What needs to be done: Lines after the one containing "pub const DEFAULT_SERVER_PORT: u16 = 8001;" are to be omitted; print exactly each line from the start of the records up to and including it.

Input for this task:
//! Runtime supervisor configuration.

use std::path::PathBuf;
use std::time::Duration;

use crate::error::{Result, RuntimeError};
use crate::paths;

/// Default port for the local runtime.
pub const DEFAULT_RUNTIME_PORT: u16 = 11434;

/// Default port for the API server.
pub const DEFAULT_SERVER_PORT: u16 = 8001;

/// Default model installed on first run.
pub const DEFAULT_REQUIRED_MODEL: &str = "llama3:8b";

/// Preferred port plus the next 1000.
pub const DEFAULT_PORT_SCAN_ATTEMPTS: u32 = 1001;

/// Configuration for the local runtime supervisor.
#[derive(Debug, Clone)]
pub struct RuntimeConfig {
    /// Path to the runtime binary
    pub runtime_binary: PathBuf,
    /// Arguments placed before every subcommand (`serve`, `pull`)
    pub binary_args: Vec<String>,
    /// Preferred port for the runtime
    pub runtime_port: u16,
    /// Preferred port for the API server
    pub server_port: u16,
    /// Model storage directory handed to the runtime
    pub models_dir: PathBuf,
    /// Models the application needs
    pub required_models: Vec<String>,
    /// How many consecutive ports to try per reservation
    pub port_scan_attempts: u32,
    /// Delay between readiness probes
    pub ready_poll_interval: Duration,
    /// Upper bound on waiting for the runtime to accept connections
    pub startup_timeout: Duration,
    /// How long to wait after SIGTERM before killing
    pub shutdown_grace: Duration,
    /// How long to wait for exit after a forced kill
    pub kill_timeout: Duration,
    /// Connect timeout of a single readiness probe
    pub probe_timeout: Duration,
    /// How long to keep reading pull output after the child exited
    pub output_drain_timeout: Duration,
    /// Captured runtime output lines kept for diagnostics
    pub output_buffer_lines: usize,
}

impl Default for RuntimeConfig {
    fn default() -> Self {
        Self {
            runtime_binary: paths::default_runtime_binary(),
            binary_args: Vec::new(),
            runtime_port: DEFAULT_RUNTIME_PORT,
            server_port: DEFAULT_SERVER_PORT,
            models_dir: paths::default_models_dir(),
            required_models: vec![DEFAULT_REQUIRED_MODEL.to_string()],
            port_scan_attempts: DEFAULT_PORT_SCAN_ATTEMPTS,
            ready_poll_interval: Duration::from_millis(500),
            startup_timeout: Duration::from_secs(20),
            shutdown_grace: Duration::from_secs(10),
            kill_timeout: Duration::from_secs(5),
            probe_timeout: Duration::from_secs(1),
            output_drain_timeout: Duration::from_secs(2),
            output_buffer_lines: 200,
        }
    }
}

impl RuntimeConfig {
    /// Create config from environment variables.
    pub fn from_env() -> Self {
        Self::from_lookup(|key| std::env::var(key).ok())
    }

    fn from_lookup(lookup: impl Fn(&str) -> Option<String>) -> Self {
        let mut config = Self::default();

        if let Some(path) = lookup("OLLAMA_PATH").filter(|v| !v.is_empty()) {
            config.runtime_binary = PathBuf::from(path);
        }

        if let Some(port) = lookup("OLLAMA_PORT").and_then(|v| v.trim().parse().ok()) {
            config.runtime_port = port;
        }

        if let Some(port) = lookup("SERVER_PORT").and_then(|v| v.trim().parse().ok()) {
            config.server_port = port;
        }

        if let Some(dir) = lookup("OLLAMA_MODELS").filter(|v| !v.is_empty()) {
            config.models_dir = PathBuf::from(dir);
        }

        if let Some(models) = lookup("CODEDOCS_REQUIRED_MODELS") {
            config.required_models = parse_model_list(&models);
        }

        if let Some(attempts) = lookup("CODEDOCS_PORT_SCAN").and_then(|v| v.trim().parse().ok()) {
            config.port_scan_attempts = attempts;
        }

        if let Some(secs) = lookup("CODEDOCS_STARTUP_TIMEOUT_SECS").and_then(|v| v.trim().parse().ok()) {
            config.startup_timeout = Duration::from_secs(secs);
        }

        config
    }

    /// Create a builder for configuration.
    pub fn builder() -> RuntimeConfigBuilder {
        RuntimeConfigBuilder::default()
    }

    /// Check the binary and prepare the model directory.
    ///
    /// Failures here are configuration errors: fatal and never retried.
    pub fn validate(&self) -> Result<()> {
        if !self.runtime_binary.is_file() {
            return Err(RuntimeError::BinaryNotFound(self.runtime_binary.clone()));
        }

        #[cfg(unix)]
        {
            use std::os::unix::fs::PermissionsExt;
            let mode = std::fs::metadata(&self.runtime_binary)?.permissions().mode();
            if mode & 0o111 == 0 {
                return Err(RuntimeError::BinaryNotExecutable(self.runtime_binary.clone()));
            }
        }

        paths::ensure_models_dir(&self.models_dir).map_err(|source| RuntimeError::StorageDir {
            path: self.models_dir.clone(),
            source,
        })
    }

    /// `host:port` the runtime listens on for a given port.
    pub fn runtime_host(port: u16) -> String {
        format!("127.0.0.1:{}", port)
    }

    /// Environment handed to every runtime invocation.
    pub fn runtime_env(&self, port: u16) -> Vec<(&'static str, String)> {
        vec![
            ("OLLAMA_HOST", Self::runtime_host(port)),
            ("OLLAMA_MODELS", self.models_dir.display().to_string()),
        ]
    }
}

/// Split a comma separated model list, dropping blanks.
pub fn parse_model_list(raw: &str) -> Vec<String> {
    raw.split(',')
        .map(str::trim)
        .filter(|m| !m.is_empty())
        .map(str::to_string)
        .collect()
}

/// Builder for runtime configuration.
#[derive(Debug, Default)]
pub struct RuntimeConfigBuilder {
    config: RuntimeConfig,
}

impl RuntimeConfigBuilder {
    pub fn runtime_binary(mut self, path: impl Into<PathBuf>) -> Self {
        self.config.runtime_binary = path.into();
        self
    }

    pub fn binary_args<I, S>(mut self, args: I) -> Self
    where
        I: IntoIterator<Item = S>,
        S: Into<String>,
    {
        self.config.binary_args = args.into_iter().map(Into::into).collect();
        self
    }

    pub fn runtime_port(mut self, port: u16) -> Self {
        self.config.runtime_port = port;
        self
    }

    pub fn server_port(mut self, port: u16) -> Self {
        self.config.server_port = port;
        self
    }

    pub fn models_dir(mut self, path: impl Into<PathBuf>) -> Self {
        self.config.models_dir = path.into();
        self
    }

    pub fn required_models<I, S>(mut self, models: I) -> Self
    where
        I: IntoIterator<Item = S>,
        S: Into<String>,
    {
        self.config.required_models = models.into_iter().map(Into::into).collect();
        self
    }

    pub fn port_scan_attempts(mut self, attempts: u32) -> Self {
        self.config.port_scan_attempts = attempts;
        self
    }

    pub fn ready_poll_interval(mut self, interval: Duration) -> Self {
        self.config.ready_poll_interval = interval;
        self
    }

    pub fn startup_timeout(mut self, timeout: Duration) -> Self {
        self.config.startup_timeout = timeout;
        self
    }

    pub fn shutdown_grace(mut self, grace: Duration) -> Self {
        self.config.shutdown_grace = grace;
        self
    }

    pub fn kill_timeout(mut self, timeout: Duration) -> Self {
        self.config.kill_timeout = timeout;
        self
    }

    pub fn probe_timeout(mut self, timeout: Duration) -> Self {
        self.config.probe_timeout = timeout;
        self
    }

    pub fn output_drain_timeout(mut self, timeout: Duration) -> Self {
        self.config.output_drain_timeout = timeout;
        self
    }

    pub fn output_buffer_lines(mut self, lines: usize) -> Self {
        self.config.output_buffer_lines = lines.max(1);
        self
    }

    pub fn build(self) -> RuntimeConfig {
        self.config
    }
}

#[cfg(test)]
mod tests {
    use super::*;
    use std::collections::HashMap;

    #[test]
    fn test_defaults() {
        let config = RuntimeConfig::default();
        assert_eq!(config.runtime_port, 11434);
        assert_eq!(config.server_port, 8001);
        assert_eq!(config.required_models, vec!["llama3:8b".to_string()]);
        assert_eq!(config.startup_timeout, Duration::from_secs(20));
        assert_eq!(config.shutdown_grace, Duration::from_secs(10));
    }

    #[test]
    fn test_from_lookup() {
        let env: HashMap<&str, &str> = [
            ("OLLAMA_PATH", "/opt/ollama/bin/ollama"),
            ("OLLAMA_PORT", "12000"),
            ("SERVER_PORT", "not-a-port"),
            ("OLLAMA_MODELS", "/data/models"),
            ("CODEDOCS_REQUIRED_MODELS", "llama3:8b, nomic-embed-text ,,"),
        ]
        .into_iter()
        .collect();

        let config = RuntimeConfig::from_lookup(|k| env.get(k).map(|v| v.to_string()));
        assert_eq!(config.runtime_binary, PathBuf::from("/opt/ollama/bin/ollama"));
        assert_eq!(config.runtime_port, 12000);
        assert_eq!(config.server_port, DEFAULT_SERVER_PORT);
        assert_eq!(config.models_dir, PathBuf::from("/data/models"));
        assert_eq!(config.required_models, vec!["llama3:8b", "nomic-embed-text"]);
    }

    #[test]
    fn test_builder() {
        let config = RuntimeConfig::builder()
            .runtime_binary("/bin/sh")
            .binary_args(["fake-runtime.sh"])
            .runtime_port(9000)
            .startup_timeout(Duration::from_secs(2))
            .output_buffer_lines(0)
            .build();
        assert_eq!(config.runtime_binary, PathBuf::from("/bin/sh"));
        assert_eq!(config.binary_args, vec!["fake-runtime.sh".to_string()]);
        assert_eq!(config.runtime_port, 9000);
        assert_eq!(config.output_buffer_lines, 1);
    }

    #[test]
    fn test_validate_missing_binary() {
        let dir = tempfile::tempdir().unwrap();
        let config = RuntimeConfig::builder()
            .runtime_binary(dir.path().join("nope"))
            .models_dir(dir.path().join("models"))
            .build();
        assert!(matches!(config.validate(), Err(RuntimeError::BinaryNotFound(_))));
    }

    #[cfg(unix)]
    #[test]
    fn test_validate_not_executable() {
        let dir = tempfile::tempdir().unwrap();
        let binary = dir.path().join("ollama");
        std::fs::write(&binary, b"#!/bin/sh\n").unwrap();
        let config = RuntimeConfig::builder()
            .runtime_binary(&binary)
            .models_dir(dir.path().join("models"))
            .build();
        assert!(matches!(config.validate(), Err(RuntimeError::BinaryNotExecutable(_))));
    }

    #[cfg(unix)]
    #[test]
    fn test_validate_creates_models_dir() {
        let dir = tempfile::tempdir().unwrap();
        let models = dir.path().join("ollama").join("models");
        let config = RuntimeConfig::builder()
            .runtime_binary("/bin/sh")
            .models_dir(&models)
            .build();
        config.validate().unwrap();
        assert!(models.is_dir());
    }

    #[test]
    fn test_runtime_env() {
        let config = RuntimeConfig::builder().models_dir("/data/models").build();
        let env = config.runtime_env(11500);
        assert!(env.contains(&("OLLAMA_HOST", "127.0.0.1:11500".to_string())));
        assert!(env.contains(&("OLLAMA_MODELS", "/data/models".to_string())));
    }
}
//! Info command - show the resolved configuration.

use codedocs_local_runtime::{paths, RuntimeConfig};

pub(crate) fn run(config: &RuntimeConfig) -> miette::Result<()> {
    println!("Codedocs Local Runtime");
    println!("======================");
    println!();
    println!("Version: {}", env!("CARGO_PKG_VERSION"));
    println!();

    println!("Data directory:   {}", paths::codedocs_data_dir().display());
    println!("Models directory: {}", config.models_dir.display());
    println!("  Exists: {}", config.models_dir.is_dir());
    println!();

    println!("Runtime binary:   {}", config.runtime_binary.display());
    println!("  Exists: {}", config.runtime_binary.is_file());
    if !config.binary_args.is_empty() {
        println!("  Args:   {}", config.binary_args.join(" "));
    }
    println!();

    println!("Runtime port:     {}", config.runtime_port);
    println!("Server port:      {}", config.server_port);
    println!("Port scan width:  {}", config.port_scan_attempts);
    println!();

    println!("Required models:");
    if config.required_models.is_empty() {
        println!("  (none)");
    }
    for model in &config.required_models {
        println!("  - {}", model);
    }
    println!();

    println!("Timeouts:");
    println!("  Startup:        {:?}", config.startup_timeout);
    println!("  Poll interval:  {:?}", config.ready_poll_interval);
    println!("  Shutdown grace: {:?}", config.shutdown_grace);
    println!("  Kill:           {:?}", config.kill_timeout);

    Ok(())
}
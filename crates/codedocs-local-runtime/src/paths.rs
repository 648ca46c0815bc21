//! Path utilities for codedocs data directories.

use std::path::{Path, PathBuf};

/// Get the codedocs data directory (~/.codedocs/).
///
/// Falls back to the current directory when no home directory is known.
pub fn codedocs_data_dir() -> PathBuf {
    dirs::home_dir()
        .unwrap_or_else(|| PathBuf::from("."))
        .join(".codedocs")
}

/// Get the runtime data directory (~/.codedocs/ollama/).
pub fn runtime_data_dir() -> PathBuf {
    codedocs_data_dir().join("ollama")
}

/// Get the default model storage directory (~/.codedocs/ollama/models/).
pub fn default_models_dir() -> PathBuf {
    runtime_data_dir().join("models")
}

/// Get the bin directory (~/.codedocs/bin/).
pub fn bin_dir() -> PathBuf {
    codedocs_data_dir().join("bin")
}

fn binary_name() -> &'static str {
    if cfg!(target_os = "windows") {
        "ollama.exe"
    } else {
        "ollama"
    }
}

/// Locate the runtime binary: the first `ollama` on `PATH`, otherwise the
/// bundled location under [`bin_dir`].
pub fn default_runtime_binary() -> PathBuf {
    std::env::var_os("PATH")
        .and_then(|paths| find_in_path(&paths, binary_name()))
        .unwrap_or_else(|| bin_dir().join(binary_name()))
}

fn find_in_path(paths: &std::ffi::OsStr, name: &str) -> Option<PathBuf> {
    std::env::split_paths(paths)
        .map(|dir| dir.join(name))
        .find(|candidate| candidate.is_file())
}

/// Ensure the model storage directory exists.
pub fn ensure_models_dir(path: &Path) -> std::io::Result<()> {
    std::fs::create_dir_all(path)
}
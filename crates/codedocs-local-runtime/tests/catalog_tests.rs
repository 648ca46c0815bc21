#![cfg(unix)]

mod common;

use std::sync::Arc;
use std::time::{Duration, Instant};

use codedocs_local_runtime::{
    InstallPipeline, OllamaCatalog, OllamaClient, ProgressEvent, RuntimeConfig,
};
use common::{free_port, FakeRuntime};
use futures_util::StreamExt;

const PULL_SCRIPT: &str = r#"case "$2" in
  bad)
    echo "pulling manifest"
    echo "Error: nope" >&2
    echo "verifying sha256 digest"
    exit 1
    ;;
  slow)
    echo $$ > "$(dirname "$0")/pull.pid"
    exec sleep 30
    ;;
  *)
    printf 'pulling %s 50%%\rpulling %s 100%%\n' "$2" "$2"
    echo "got $2"
    ;;
esac"#;

async fn catalog_with_tags(config: &RuntimeConfig, tags: &str) -> (OllamaCatalog, mockito::ServerGuard) {
    let mut server = mockito::Server::new_async().await;
    server
        .mock("GET", "/api/tags")
        .with_status(200)
        .with_header("content-type", "application/json")
        .with_body(tags)
        .create_async()
        .await;

    let catalog = OllamaCatalog::new(config, free_port())
        .with_client(OllamaClient::with_url(server.url()));
    (catalog, server)
}

fn progress_lines<'a>(events: &'a [ProgressEvent], model: &str) -> Vec<&'a str> {
    events
        .iter()
        .filter_map(|e| match e {
            ProgressEvent::Progress { model: m, line } if m == model => Some(line.as_str()),
            _ => None,
        })
        .collect()
}

#[tokio::test]
async fn test_pull_children_drive_the_pipeline() {
    let fake = FakeRuntime::new(PULL_SCRIPT);
    let config = fake.config().build();
    let (catalog, _server) =
        catalog_with_tags(&config, r#"{"models":[{"name":"present:latest"}]}"#).await;

    let pipeline = InstallPipeline::new(Arc::new(catalog));
    let events: Vec<ProgressEvent> = pipeline
        .install_sequential(&["bad", "present", "good"])
        .await
        .collect()
        .await;

    // Event skeleton without progress lines.
    let skeleton: Vec<String> = events
        .iter()
        .filter(|e| !matches!(e, ProgressEvent::Progress { .. }))
        .map(|e| e.message())
        .collect();
    assert_eq!(
        skeleton,
        vec![
            "Installing model bad...",
            "Failed to install model bad: pull exited with exit status: 1",
            "Model present already exists.",
            "Installing model good...",
            "Model good installed successfully.",
            "Installation process completed.",
        ]
    );

    // Progress of a model sits between its start and its outcome.
    let position = |wanted: &ProgressEvent| events.iter().position(|e| e == wanted).unwrap();
    let bad_start = position(&ProgressEvent::InstallStarted { model: "bad".into() });
    let bad_end = events
        .iter()
        .position(|e| matches!(e, ProgressEvent::InstallFailed { model, .. } if model == "bad"))
        .unwrap();
    for (i, event) in events.iter().enumerate() {
        if event.model() == Some("bad") {
            assert!(i >= bad_start && i <= bad_end);
        }
    }

    // Both streams reach the caller; stdout keeps its own order.
    let bad = progress_lines(&events, "bad");
    assert_eq!(bad.len(), 3);
    assert!(bad.contains(&"Error: nope"));
    let stdout_only: Vec<&str> = bad.iter().copied().filter(|l| *l != "Error: nope").collect();
    assert_eq!(stdout_only, vec!["pulling manifest", "verifying sha256 digest"]);

    // Carriage returns split progress redraws into separate lines.
    assert_eq!(
        progress_lines(&events, "good"),
        vec!["pulling good 50%", "pulling good 100%", "got good"]
    );

    match events.last() {
        Some(ProgressEvent::BatchComplete { summary }) => {
            assert_eq!(summary.installed, vec!["good"]);
            assert_eq!(summary.already_present, vec!["present"]);
            assert_eq!(summary.failed, vec!["bad"]);
        }
        other => panic!("expected BatchComplete, got {:?}", other),
    }

    // Each pull ran as `<binary> [args] pull <name>` against the runtime's host.
    assert_eq!(fake.spawn_args(), vec!["pull", "pull"]);
    let host = std::fs::read_to_string(&fake.host_file).unwrap();
    assert!(host.trim().starts_with("127.0.0.1:"), "{}", host);
}

#[tokio::test]
async fn test_listing_failure_pulls_everything() {
    let fake = FakeRuntime::new(PULL_SCRIPT);
    let config = fake.config().build();
    // Nothing listens on this port, so listing fails.
    let catalog = OllamaCatalog::new(&config, free_port());

    let events: Vec<ProgressEvent> = InstallPipeline::new(Arc::new(catalog))
        .install_sequential(&["good"])
        .await
        .collect()
        .await;

    assert_eq!(events.first(), Some(&ProgressEvent::InstallStarted { model: "good".into() }));
    assert!(events.contains(&ProgressEvent::InstallSucceeded { model: "good".into() }));
    assert!(events.last().unwrap().is_terminal());
}

#[tokio::test]
async fn test_spawn_failure_is_isolated() {
    let fake = FakeRuntime::new(PULL_SCRIPT);
    let broken = fake
        .config()
        .runtime_binary(fake.dir.path().join("no-such-ollama"))
        .binary_args(Vec::<String>::new())
        .build();
    let (catalog, _server) = catalog_with_tags(&broken, r#"{"models":[]}"#).await;

    let events: Vec<ProgressEvent> = InstallPipeline::new(Arc::new(catalog))
        .install_sequential(&["a", "b"])
        .await
        .collect()
        .await;

    let failed: Vec<&str> = events
        .iter()
        .filter_map(|e| match e {
            ProgressEvent::InstallFailed { model, reason } => {
                assert!(reason.contains("Failed to spawn runtime"), "{}", reason);
                Some(model.as_str())
            }
            _ => None,
        })
        .collect();
    assert_eq!(failed, vec!["a", "b"]);
    match events.last() {
        Some(ProgressEvent::BatchComplete { summary }) => assert_eq!(summary.failed, vec!["a", "b"]),
        other => panic!("expected BatchComplete, got {:?}", other),
    }
}

#[tokio::test]
async fn test_cancel_kills_the_pull_child() {
    let fake = FakeRuntime::new(PULL_SCRIPT);
    let config = fake.config().build();
    let (catalog, _server) = catalog_with_tags(&config, r#"{"models":[]}"#).await;

    let mut stream = InstallPipeline::new(Arc::new(catalog))
        .install_sequential(&["slow", "good"])
        .await;
    assert_eq!(
        stream.recv().await,
        Some(ProgressEvent::InstallStarted { model: "slow".into() })
    );

    let pid_file = fake.dir.path().join("pull.pid");
    let mut pid = String::new();
    for _ in 0..200 {
        pid = std::fs::read_to_string(&pid_file).unwrap_or_default().trim().to_string();
        if !pid.is_empty() {
            break;
        }
        tokio::time::sleep(Duration::from_millis(10)).await;
    }
    assert!(!pid.is_empty(), "pull never started");

    let cancelled_at = Instant::now();
    stream.cancel();
    let rest: Vec<ProgressEvent> = stream.collect().await;

    assert!(cancelled_at.elapsed() < Duration::from_secs(3), "took {:?}", cancelled_at.elapsed());
    assert_eq!(rest, vec![ProgressEvent::Cancelled]);
    assert_eq!(fake.spawn_count(), 1);

    let alive = std::process::Command::new("kill")
        .args(["-0", &pid])
        .status()
        .unwrap()
        .success();
    assert!(!alive, "pull child {} still running", pid);
}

Exercise result:
//! Runtime supervisor configuration.

use std::path::PathBuf;
use std::time::Duration;

use crate::error::{Result, RuntimeError};
use crate::paths;

/// Default port for the local runtime.
pub const DEFAULT_RUNTIME_PORT: u16 = 11434;

/// Default port for the API server.
pub const DEFAULT_SERVER_PORT: u16 = 8001;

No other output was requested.